Posted By Gabriel Salcido, Arizona Small Business Association, Wednesday, April 2, 2014
Updated: Thursday, July 31, 2014



If you didn't sign up for healthcare coverage through the marketplace, you can still get coverage outside of the marketplace, but wouldn't be eligible for premium subsidies.  The Obama administration says exceptions will be made for people who have had continuous problems with enrollment websites.

Even before the law passed in 2010, 8 out of 10 Americans had coverage through work or Medicare and Medicaid.  As far as the deadline, there are exceptions, including those eligible for Medicaid can sign up at any time and those eligible for Medicare can sign up anytime after they turn 65.

If you're insured now but lose coverage due to a job loss, for example, you can use the exchange to find a new policy then.  People can also sign up after the enrollment period in special situations like having a baby or moving to a new state.  The law says those not covered this year will be fined $95 or 1% of their income, whichever is higher and this will increase in later years.

Meritus announced they will be selling individual and family off-market plans outside of the enrollment period without a qualifying event needed.

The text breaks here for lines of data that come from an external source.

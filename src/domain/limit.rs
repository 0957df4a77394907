use super::customer::CustomerId;
use super::money::Money;
use crate::error::LedgerError;
use rust_decimal::Decimal;
use rust_decimal::prelude::ToPrimitive;
use rust_decimal_macros::dec;
use serde::{Deserialize, Serialize};
use std::fmt;

pub type BucketId = u64;

/// Number of monthly installments a financing is repaid over.
#[derive(Debug, Clone, Copy, PartialEq, Eq, PartialOrd, Ord, Hash, Serialize, Deserialize)]
#[serde(transparent)]
pub struct Tenor(u32);

impl Tenor {
    pub fn new(months: u32) -> Result<Self, LedgerError> {
        if months == 0 {
            return Err(LedgerError::ValidationError(
                "tenor must be at least one month".to_string(),
            ));
        }
        Ok(Self(months))
    }

    pub const fn months(&self) -> u32 {
        self.0
    }
}

impl fmt::Display for Tenor {
    fn fmt(&self, f: &mut fmt::Formatter<'_>) -> fmt::Result {
        write!(f, "{}", self.0)
    }
}

/// Share of monthly salary a customer may borrow at each offered tenor.
pub const TENOR_FACTORS: [(u32, Decimal); 4] = [
    (1, dec!(0.4)),
    (2, dec!(0.6)),
    (3, dec!(0.75)),
    (6, dec!(1.0)),
];

/// Remaining borrowing capacity of one customer at one tenor.
#[derive(Debug, Clone, PartialEq, Eq, Serialize, Deserialize)]
pub struct LimitBucket {
    pub id: BucketId,
    pub customer_id: CustomerId,
    pub tenor: Tenor,
    pub amount: Money,
}

impl LimitBucket {
    /// Debits `required` from the bucket, refusing to go below zero.
    pub fn reserve(&mut self, required: Money) -> Result<(), LedgerError> {
        if self.amount < required {
            return Err(LedgerError::InsufficientLimit {
                required,
                available: self.amount,
            });
        }
        self.amount -= required;
        Ok(())
    }
}

/// A bucket that has been computed but not yet given an id by the store.
#[derive(Debug, Clone, Copy, PartialEq, Eq)]
pub struct TenorLimit {
    pub tenor: Tenor,
    pub amount: Money,
}

/// Applies [`TENOR_FACTORS`] to `salary`, flooring each product.
pub fn compute_limits(salary: Money) -> Result<Vec<TenorLimit>, LedgerError> {
    if salary.is_negative() {
        return Err(LedgerError::ValidationError(
            "salary must not be negative".to_string(),
        ));
    }
    let salary = Decimal::from(salary.units());
    TENOR_FACTORS
        .iter()
        .map(|&(months, factor)| {
            let amount = (salary * factor).floor().to_i64().ok_or_else(|| {
                LedgerError::ValidationError(format!("limit for tenor {months} overflows"))
            })?;
            Ok(TenorLimit {
                tenor: Tenor(months),
                amount: Money::new(amount),
            })
        })
        .collect()
}

#[cfg(test)]
mod tests {
    use super::*;

    fn amount_for(limits: &[TenorLimit], months: u32) -> Money {
        limits
            .iter()
            .find(|l| l.tenor.months() == months)
            .map(|l| l.amount)
            .unwrap()
    }

    #[test]
    fn test_compute_limits_applies_factor_table() {
        let limits = compute_limits(Money::new(10_000)).unwrap();
        assert_eq!(limits.len(), 4);
        assert_eq!(amount_for(&limits, 1), Money::new(4_000));
        assert_eq!(amount_for(&limits, 2), Money::new(6_000));
        assert_eq!(amount_for(&limits, 3), Money::new(7_500));
        assert_eq!(amount_for(&limits, 6), Money::new(10_000));
    }

    #[test]
    fn test_compute_limits_floors_fractions() {
        let limits = compute_limits(Money::new(1_334)).unwrap();
        // 1334 * 0.75 = 1000.5
        assert_eq!(amount_for(&limits, 3), Money::new(1_000));
        // 1334 * 0.4 = 533.6
        assert_eq!(amount_for(&limits, 1), Money::new(533));
    }

    #[test]
    fn test_compute_limits_zero_salary() {
        let limits = compute_limits(Money::ZERO).unwrap();
        assert!(limits.iter().all(|l| l.amount == Money::ZERO));
    }

    #[test]
    fn test_compute_limits_rejects_negative_salary() {
        assert!(matches!(
            compute_limits(Money::new(-5)),
            Err(LedgerError::ValidationError(_))
        ));
    }

    #[test]
    fn test_reserve_keeps_amount_non_negative() {
        let mut bucket = LimitBucket {
            id: 1,
            customer_id: 1,
            tenor: Tenor::new(3).unwrap(),
            amount: Money::new(1000),
        };
        bucket.reserve(Money::new(800)).unwrap();
        assert_eq!(bucket.amount, Money::new(200));

        let err = bucket.reserve(Money::new(300)).unwrap_err();
        assert!(matches!(err, LedgerError::InsufficientLimit { .. }));
        assert_eq!(bucket.amount, Money::new(200));
    }

    #[test]
    fn test_tenor_rejects_zero() {
        assert!(Tenor::new(0).is_err());
        assert_eq!(Tenor::new(6).unwrap().months(), 6);
    }
}
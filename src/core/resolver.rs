//! Embed link resolution
//!
//! One resolution is a fixed sequence: fetch the embed page, unpack the
//! hidden form, post its token back with the page's session cookie and read
//! the media location off the 302 that follows.

use crate::core::session::Session;
use crate::error::{RedirectReason, ResolveError};
use crate::platform::client::{BypassResponse, KwikClient, ResolverConfig};
use crate::platform::page::{extract_form, extract_payload};
use crate::utils::url::{is_embed_url, parse_embed_url, resolve_action_url};
use reqwest::StatusCode;
use tracing::{debug, info, warn};

/// Resolves embed links into direct media URLs
///
/// Holds only configuration and connection pools, so one instance can serve
/// any number of concurrent resolutions.
#[derive(Debug, Clone)]
pub struct KwikResolver {
    client: KwikClient,
}

impl KwikResolver {
    /// Create a new resolver with default configuration
    pub fn new() -> Result<Self, ResolveError> {
        Self::with_config(ResolverConfig::default())
    }

    /// Create a new resolver with custom configuration
    pub fn with_config(config: ResolverConfig) -> Result<Self, ResolveError> {
        Ok(Self {
            client: KwikClient::with_config(config)?,
        })
    }

    /// Get resolver configuration
    pub fn config(&self) -> &ResolverConfig {
        self.client.config()
    }

    /// Resolve an embed link into the direct media URL
    ///
    /// Each network call is attempted once; the first failing stage ends the
    /// resolution. Both requests use the normalized page URL, which is also
    /// the Referer of the bypass POST.
    pub async fn resolve(&self, link: &str) -> Result<String, ResolveError> {
        let page_url = parse_embed_url(link)?;
        let link = link.trim();
        if !is_embed_url(page_url.as_str()) {
            warn!("{} does not look like a kwik embed page, trying anyway", link);
        }
        info!("Resolving embed link: {}", link);

        let page = self.client.fetch_page(page_url.as_str()).await?;
        let session = Session::from_set_cookies(page.set_cookies.iter().map(String::as_str));
        if session.has_cookie() {
            debug!("Captured session cookie");
        } else {
            warn!("Embed page set no session cookie, continuing without one");
        }

        let payload = extract_payload(&page.html)?;
        let decoded = payload.decode()?;
        debug!("Unpacked {} characters of hidden markup", decoded.chars().count());

        let form = extract_form(&decoded)?;
        let action = resolve_action_url(&page_url, &form.action)?;
        debug!("Submitting bypass form to {}", action);

        let response = self
            .client
            .submit_bypass(action.as_str(), &form.token, session.cookie(), page_url.as_str())
            .await?;

        let direct_url = capture_redirect(&response)?;
        info!("Resolved direct URL for {}", link);
        Ok(direct_url)
    }
}

/// Take the media location from the bypass response
fn capture_redirect(response: &BypassResponse) -> Result<String, ResolveError> {
    if response.status != StatusCode::FOUND {
        warn!("Bypass expected 302, got {}", response.status);
        return Err(ResolveError::Bypass {
            status: response.status.as_u16(),
        });
    }

    let location = response.location().ok_or(ResolveError::Redirect {
        reason: RedirectReason::MissingLocation,
    })?;

    location
        .to_str()
        .map(str::to_string)
        .map_err(|_| ResolveError::Redirect {
            reason: RedirectReason::InvalidLocation,
        })
}
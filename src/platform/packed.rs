//! Packed string decoding
//!
//! The embed page hides its bypass form inside a string of delimiter-separated
//! segments. Each segment is one character, written as a positional numeral
//! over a custom alphabet: the character at index `base` of the alphabet is
//! the delimiter, the ones before it are digits, and the character code is
//! shifted by `offset`.

use crate::error::DecodeError;

/// Parameters of a packed blob as found in the page markup
#[derive(Debug, Clone, PartialEq, Eq)]
pub struct PackedPayload {
    /// Delimiter-separated numerals
    pub encoded: String,
    /// Digit alphabet; a character's index is its digit value
    pub alphabet: String,
    /// Added to each character code when packing
    pub offset: i64,
    /// Radix, also the index of the delimiter in the alphabet
    pub base: u32,
}

impl PackedPayload {
    /// Decode the payload into the hidden markup
    pub fn decode(&self) -> Result<String, DecodeError> {
        decode(&self.encoded, &self.alphabet, self.offset, self.base)
    }
}

/// Decode a packed string
///
/// Empty segments (leading, trailing or repeated delimiters) are skipped.
/// Characters missing from the alphabet count as the digit zero.
pub fn decode(
    encoded: &str,
    alphabet: &str,
    offset: i64,
    base: u32,
) -> Result<String, DecodeError> {
    let digits: Vec<char> = alphabet.chars().collect();
    let delimiter = delimiter(&digits, base)?;

    let mut decoded = String::with_capacity(encoded.len() / 2);
    for (index, segment) in encoded
        .split(delimiter)
        .filter(|segment| !segment.is_empty())
        .enumerate()
    {
        let value = segment_value(segment, &digits, base).ok_or(DecodeError::Overflow { index })?;
        let code = i64::try_from(value)
            .ok()
            .and_then(|value| value.checked_sub(offset))
            .ok_or(DecodeError::Overflow { index })?;

        let ch = u32::try_from(code)
            .ok()
            .and_then(char::from_u32)
            .ok_or(DecodeError::InvalidCharCode { index, code })?;
        decoded.push(ch);
    }

    Ok(decoded)
}

/// Pack a string so that [`decode`] with the same parameters restores it
///
/// Every segment is followed by the delimiter, the way the embed pages
/// lay it out. Requires `base >= 2`.
pub fn encode(plain: &str, alphabet: &str, offset: i64, base: u32) -> Result<String, DecodeError> {
    let digits: Vec<char> = alphabet.chars().collect();
    if base < 2 {
        return Err(DecodeError::InvalidBase {
            base,
            len: digits.len(),
        });
    }
    let delimiter = delimiter(&digits, base)?;
    let radix = u64::from(base);

    let mut encoded = String::new();
    let mut numeral = Vec::new();
    for (index, ch) in plain.chars().enumerate() {
        let code = i64::from(u32::from(ch))
            .checked_add(offset)
            .ok_or(DecodeError::Overflow { index })?;
        let mut value =
            u64::try_from(code).map_err(|_| DecodeError::InvalidCharCode { index, code })?;

        numeral.clear();
        loop {
            numeral.push(digits[(value % radix) as usize]);
            value /= radix;
            if value == 0 {
                break;
            }
        }

        encoded.extend(numeral.iter().rev());
        encoded.push(delimiter);
    }

    Ok(encoded)
}

fn delimiter(digits: &[char], base: u32) -> Result<char, DecodeError> {
    if base == 0 {
        return Err(DecodeError::InvalidBase {
            base,
            len: digits.len(),
        });
    }
    digits
        .get(base as usize)
        .copied()
        .ok_or(DecodeError::InvalidBase {
            base,
            len: digits.len(),
        })
}

/// Value of one numeral, first character most significant
fn segment_value(segment: &str, digits: &[char], base: u32) -> Option<u64> {
    let radix = u64::from(base);
    segment.chars().try_fold(0u64, |value, ch| {
        let digit = digits.iter().position(|&d| d == ch).unwrap_or(0) as u64;
        value.checked_mul(radix)?.checked_add(digit)
    })
}

#[cfg(test)]
mod tests {
    use super::*;

    const HEX: &str = "0123456789abcdef";
    const SITE_ALPHABET: &str = "uUkbXJqne";

    #[test]
    fn test_decode_decimal_segments() {
        assert_eq!(decode("72a105a", HEX, 0, 10).unwrap(), "Hi");
        assert_eq!(decode("77a110a", HEX, 5, 10).unwrap(), "Hi");
    }

    #[test]
    fn test_decode_empty_input() {
        assert_eq!(decode("", HEX, 0, 10).unwrap(), "");
        assert_eq!(decode("", SITE_ALPHABET, 32, 8).unwrap(), "");
        assert_eq!(decode("", HEX, -7, 1).unwrap(), "");
    }

    #[test]
    fn test_decode_skips_empty_segments() {
        assert_eq!(decode("aa72aaa105a", HEX, 0, 10).unwrap(), "Hi");
        assert_eq!(decode("aaaa", HEX, 0, 10).unwrap(), "");
        assert_eq!(decode("72a105", HEX, 0, 10).unwrap(), "Hi");
    }

    #[test]
    fn test_decode_first_character_is_most_significant() {
        // 1000001 in base 2 is 65
        assert_eq!(decode("1000001", HEX, 0, 2).unwrap(), "A");
    }

    #[test]
    fn test_decode_unknown_characters_are_zero() {
        assert_eq!(decode("1Z00Z01", HEX, 0, 2).unwrap(), "A");
        assert_eq!(decode("6Q5", HEX, 0, 10).unwrap(), "\u{25d}");
    }

    #[test]
    fn test_decode_negative_code() {
        // no delimiter '2' and only one known non-zero digit: 0b00100 - 5
        let err = decode("AB1BA", HEX, 5, 2).unwrap_err();
        assert_eq!(err, DecodeError::InvalidCharCode { index: 0, code: -1 });
    }

    #[test]
    fn test_decode_surrogate_code() {
        let err = decode("72a55296a", HEX, 0, 10).unwrap_err();
        assert_eq!(
            err,
            DecodeError::InvalidCharCode {
                index: 1,
                code: 55296
            }
        );
    }

    #[test]
    fn test_decode_overflow() {
        let segment = "9".repeat(40);
        let err = decode(&segment, HEX, 0, 10).unwrap_err();
        assert_eq!(err, DecodeError::Overflow { index: 0 });
    }

    #[test]
    fn test_decode_invalid_base() {
        assert_eq!(
            decode("01", "01", 0, 2).unwrap_err(),
            DecodeError::InvalidBase { base: 2, len: 2 }
        );
        assert_eq!(
            decode("01", HEX, 0, 0).unwrap_err(),
            DecodeError::InvalidBase { base: 0, len: 16 }
        );
    }

    #[test]
    fn test_round_trip_markup() {
        let plain = r#"<form action="https://kwik.cx/d/abc" method="POST"><input type="hidden" name="_token" value="tok123"></form>"#;
        let packed = encode(plain, SITE_ALPHABET, 32, 8).unwrap();
        assert!(!packed.contains('"'));
        assert!(!packed.contains(','));
        assert_eq!(decode(&packed, SITE_ALPHABET, 32, 8).unwrap(), plain);
    }

    #[test]
    fn test_round_trip_non_ascii() {
        let plain = "héllo ✓ 動画";
        for (alphabet, offset, base) in [(SITE_ALPHABET, 7, 8), (HEX, 0, 10), (HEX, 100, 2)] {
            let packed = encode(plain, alphabet, offset, base).unwrap();
            assert_eq!(decode(&packed, alphabet, offset, base).unwrap(), plain);
        }
    }

    #[test]
    fn test_round_trip_generated_strings() {
        let ranges = [
            0x00..0x80,
            0x80..0x800,
            0x3040..0x3100,
            0xfff0..0x10000,
            0x1f600..0x1f650,
            0x10fff0..0x110000,
        ];
        let chars: Vec<char> = ranges
            .into_iter()
            .flatten()
            .filter_map(char::from_u32)
            .collect();

        for (alphabet, offset, base) in [
            (SITE_ALPHABET, 0, 8),
            (SITE_ALPHABET, 32, 2),
            (HEX, 7, 15),
            (HEX, 100, 10),
        ] {
            for len in [1, 3, 17] {
                for window in chars.chunks(len) {
                    let plain: String = window.iter().collect();
                    let packed = encode(&plain, alphabet, offset, base).unwrap();
                    assert_eq!(
                        decode(&packed, alphabet, offset, base).unwrap(),
                        plain,
                        "alphabet {alphabet:?}, offset {offset}, base {base}"
                    );
                }
            }
        }
    }

    #[test]
    fn test_encode_layout() {
        assert_eq!(encode("Hi", HEX, 0, 10).unwrap(), "72a105a");
        assert_eq!(encode("", HEX, 0, 10).unwrap(), "");
    }

    #[test]
    fn test_encode_rejects_unrepresentable() {
        assert_eq!(
            encode("A", HEX, -100, 10).unwrap_err(),
            DecodeError::InvalidCharCode { index: 0, code: -35 }
        );
        assert_eq!(
            encode("A", HEX, 0, 1).unwrap_err(),
            DecodeError::InvalidBase { base: 1, len: 16 }
        );
    }

    #[test]
    fn test_payload_decode() {
        let payload = PackedPayload {
            encoded: "77a110a".to_string(),
            alphabet: HEX.to_string(),
            offset: 5,
            base: 10,
        };
        assert_eq!(payload.decode().unwrap(), "Hi");
    }
}
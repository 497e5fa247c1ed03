//! Embed host client, markup scanning and packed string decoding

pub mod client;
pub mod packed;
pub mod page;

pub use client::*;
pub use packed::*;
pub use page::*;
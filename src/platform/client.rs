//! HTTP client for the embed host

use crate::error::{FetchCause, FetchStage, ResolveError};
use reqwest::header::{HeaderMap, COOKIE, LOCATION, SET_COOKIE};
use reqwest::redirect::Policy;
use reqwest::{Client, ClientBuilder, Method, StatusCode};
use std::time::Duration;
use tracing::debug;

/// Origin the embed pages are served from
pub const DEFAULT_SITE_ORIGIN: &str = "https://kwik.cx";

/// Desktop Chrome user agent
pub const DEFAULT_USER_AGENT: &str = "Mozilla/5.0 (Windows NT 10.0; Win64; x64) AppleWebKit/537.36 (KHTML, like Gecko) Chrome/119.0.0.0 Safari/537.36";

const HTML_ACCEPT: &str =
    "text/html,application/xhtml+xml,application/xml;q=0.9,image/avif,image/webp,*/*;q=0.8";

/// Resolver configuration
#[derive(Debug, Clone)]
pub struct ResolverConfig {
    /// Per-request timeout
    pub timeout: Duration,
    /// User agent string
    pub user_agent: String,
    /// Proxy URL
    pub proxy_url: Option<String>,
    /// Origin sent as `Origin` and `Referer` on the page request
    pub site_origin: String,
}

impl Default for ResolverConfig {
    fn default() -> Self {
        Self {
            timeout: Duration::from_secs(15),
            user_agent: DEFAULT_USER_AGENT.to_string(),
            proxy_url: None,
            site_origin: DEFAULT_SITE_ORIGIN.to_string(),
        }
    }
}

impl ResolverConfig {
    /// Set per-request timeout
    pub fn with_timeout(mut self, timeout: Duration) -> Self {
        self.timeout = timeout;
        self
    }

    /// Set user agent
    pub fn with_user_agent(mut self, user_agent: impl Into<String>) -> Self {
        self.user_agent = user_agent.into();
        self
    }

    /// Route requests through a proxy
    pub fn with_proxy(mut self, proxy_url: impl Into<String>) -> Self {
        self.proxy_url = Some(proxy_url.into());
        self
    }

    /// Set the origin the browser headers are pinned to
    pub fn with_site_origin(mut self, origin: impl Into<String>) -> Self {
        self.site_origin = origin.into().trim_end_matches('/').to_string();
        self
    }
}

/// Embed page body plus the cookies it set
#[derive(Debug, Clone)]
pub struct FetchedPage {
    /// Full response body
    pub html: String,
    /// Raw `Set-Cookie` header values
    pub set_cookies: Vec<String>,
}

/// Outcome of the bypass POST, redirects left unfollowed
#[derive(Debug, Clone)]
pub struct BypassResponse {
    pub status: StatusCode,
    pub headers: HeaderMap,
}

impl BypassResponse {
    /// Raw `Location` header, if any
    pub fn location(&self) -> Option<&reqwest::header::HeaderValue> {
        self.headers.get(LOCATION)
    }
}

/// Client for the embed host
///
/// Holds no cookie store; session state is passed in explicitly per call.
#[derive(Debug, Clone)]
pub struct KwikClient {
    page_client: Client,
    bypass_client: Client,
    config: ResolverConfig,
}

impl KwikClient {
    /// Create a new client with default configuration
    pub fn new() -> Result<Self, ResolveError> {
        Self::with_config(ResolverConfig::default())
    }

    /// Create a new client with custom configuration
    pub fn with_config(config: ResolverConfig) -> Result<Self, ResolveError> {
        let page_client = Self::builder(&config)?
            .build()
            .map_err(ResolveError::Client)?;
        let bypass_client = Self::builder(&config)?
            .redirect(Policy::none())
            .build()
            .map_err(ResolveError::Client)?;

        Ok(Self {
            page_client,
            bypass_client,
            config,
        })
    }

    fn builder(config: &ResolverConfig) -> Result<ClientBuilder, ResolveError> {
        let mut builder = ClientBuilder::new()
            .timeout(config.timeout)
            .gzip(true)
            .brotli(true);

        if let Some(proxy_url) = &config.proxy_url {
            let proxy = reqwest::Proxy::all(proxy_url).map_err(ResolveError::Client)?;
            builder = builder.proxy(proxy);
        }

        Ok(builder)
    }

    /// Get client configuration
    pub fn config(&self) -> &ResolverConfig {
        &self.config
    }

    /// Referer sent with the page request
    pub fn origin_referer(&self) -> String {
        format!("{}/", self.config.site_origin.trim_end_matches('/'))
    }

    /// Create a request with the browser header set pinned to the site origin
    fn browser_request(
        &self,
        client: &Client,
        method: Method,
        url: &str,
        referer: &str,
    ) -> reqwest::RequestBuilder {
        client
            .request(method, url)
            .header("User-Agent", &self.config.user_agent)
            .header("Referer", referer)
            .header("Origin", self.config.site_origin.trim_end_matches('/'))
            .header("Accept", HTML_ACCEPT)
    }

    /// GET the embed page
    ///
    /// Fails on any non-2xx status.
    pub async fn fetch_page(&self, link: &str) -> Result<FetchedPage, ResolveError> {
        let response = self
            .browser_request(&self.page_client, Method::GET, link, &self.origin_referer())
            .send()
            .await
            .map_err(|e| ResolveError::fetch(FetchStage::Page, e))?;

        let status = response.status();
        debug!("Embed page responded with status {}", status);
        if !status.is_success() {
            return Err(ResolveError::Fetch {
                stage: FetchStage::Page,
                cause: FetchCause::Status(status.as_u16()),
            });
        }

        let set_cookies = response
            .headers()
            .get_all(SET_COOKIE)
            .iter()
            .filter_map(|value| value.to_str().ok())
            .map(str::to_string)
            .collect();

        let html = response
            .text()
            .await
            .map_err(|e| ResolveError::fetch(FetchStage::Page, e))?;

        Ok(FetchedPage { html, set_cookies })
    }

    /// POST the hidden token to the form action without following redirects
    ///
    /// `cookie` is sent as-is, even when empty. `referer` replaces the
    /// origin referer of the page request.
    pub async fn submit_bypass(
        &self,
        action: &str,
        token: &str,
        cookie: &str,
        referer: &str,
    ) -> Result<BypassResponse, ResolveError> {
        let response = self
            .browser_request(&self.bypass_client, Method::POST, action, referer)
            .header(COOKIE, cookie)
            .form(&[("_token", token)])
            .send()
            .await
            .map_err(|e| ResolveError::fetch(FetchStage::Bypass, e))?;

        let status = response.status();
        debug!("Bypass endpoint responded with status {}", status);

        Ok(BypassResponse {
            status,
            headers: response.headers().clone(),
        })
    }
}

A new study by Lee McPheters, of ASU's W.P. Carey School of Business has identified the top 10 cities for job growth in 2013.  Phoenix's non-agricultural job growth increased 2.7%, making it number 7 in the country and Arizona's overall non-agricultural job growth increased 2.1%, making it number 10 in the country.  The biggest surprise was what drove the job growth in the Phoenix area, which was information systems, of which Phoenix was number one in the country.

Arizona Business News, a featured network of Sequence Media Group, is brought to you by the ASBA, Arizona Small Business Association.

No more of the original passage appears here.